■ WHAT YOU ARE ASKED TO DO
Report each line of the entries below that includes "CellId".

*** DATA EXTRACT Section Begins ***

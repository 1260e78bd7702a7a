//! Action scopes.
//!
//! An action is a transactional boundary for writes: every observable
//! write performed inside one action is staged, and dependents see a
//! single propagation pass when the outermost scope exits. A cell written
//! several times inside one action is observed as a single transition from
//! its pre-action value to its final value; a cell restored to its
//! pre-action value is observed as no change at all.
//!
//! A bare `Observable::set` outside any scope behaves as its own
//! single-write action: propagation runs synchronously before `set`
//! returns.
//!
//! Writes performed by reaction bodies while a propagation pass is running
//! are deferred into follow-up batches, drained after the current pass
//! completes. Two passes never interleave.

use std::cell::{Cell, RefCell};
use std::sync::Weak;

use indexmap::IndexMap;
use smallvec::SmallVec;
use tracing::trace;

use super::derivation::{CellId, Source};
use super::runtime::Runtime;

thread_local! {
    static DEPTH: Cell<usize> = Cell::new(0);
    static PENDING: RefCell<IndexMap<CellId, Weak<dyn Source>>> =
        RefCell::new(IndexMap::new());
    static PROPAGATING: Cell<bool> = Cell::new(false);
    static DEFERRED: RefCell<Vec<CellId>> = RefCell::new(Vec::new());
}

/// Transactional scope for batched writes.
pub struct Action;

impl Action {
    /// Run `f` inside an action scope.
    ///
    /// Scopes are re-entrant: nested `run` calls merge into the outermost
    /// one, and the single commit covers the union of all cells written
    /// anywhere in the scope.
    pub fn run<R>(f: impl FnOnce() -> R) -> R {
        DEPTH.with(|depth| depth.set(depth.get() + 1));

        struct DepthGuard;
        impl Drop for DepthGuard {
            fn drop(&mut self) {
                DEPTH.with(|depth| depth.set(depth.get() - 1));
            }
        }

        let result = {
            let _guard = DepthGuard;
            f()
        };

        if !Self::in_action() {
            commit_and_propagate();
        }
        result
    }

    /// Check whether an action scope is open on this thread.
    pub fn in_action() -> bool {
        DEPTH.with(|depth| depth.get() > 0)
    }
}

/// Stage a cell whose value was rewritten inside the current action.
///
/// The first write wins the staging slot; commit asks the cell itself to
/// compare its final value against the pre-action baseline.
pub(crate) fn note_write(cell: CellId, source: Weak<dyn Source>) {
    PENDING.with(|pending| {
        pending.borrow_mut().entry(cell).or_insert(source);
    });
}

fn commit_and_propagate() {
    let staged = PENDING.with(|pending| std::mem::take(&mut *pending.borrow_mut()));
    if staged.is_empty() {
        return;
    }

    let mut changed: SmallVec<[CellId; 8]> = SmallVec::new();
    for (cell, source) in staged {
        if let Some(source) = source.upgrade() {
            if source.commit() {
                changed.push(cell);
            }
        }
    }
    if changed.is_empty() {
        return;
    }

    if PROPAGATING.with(|flag| flag.get()) {
        // a reaction body wrote during a pass; hand the batch to the outer loop
        DEFERRED.with(|deferred| deferred.borrow_mut().extend(changed));
        return;
    }

    PROPAGATING.with(|flag| flag.set(true));
    struct PropagationGuard;
    impl Drop for PropagationGuard {
        fn drop(&mut self) {
            PROPAGATING.with(|flag| flag.set(false));
        }
    }
    let _guard = PropagationGuard;

    let mut batch = changed;
    loop {
        trace!(cells = batch.len(), "committing action batch");
        Runtime::run_pass(&batch);

        batch = DEFERRED.with(|deferred| deferred.borrow_mut().drain(..).collect());
        if batch.is_empty() {
            break;
        }
    }
}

*** DATA EXTRACT Section Ends ***

■ SOLUTION
use super::derivation::{CellId, Source};
    static PENDING: RefCell<IndexMap<CellId, Weak<dyn Source>>> =
    static DEFERRED: RefCell<Vec<CellId>> = RefCell::new(Vec::new());
pub(crate) fn note_write(cell: CellId, source: Weak<dyn Source>) {
    let mut changed: SmallVec<[CellId; 8]> = SmallVec::new();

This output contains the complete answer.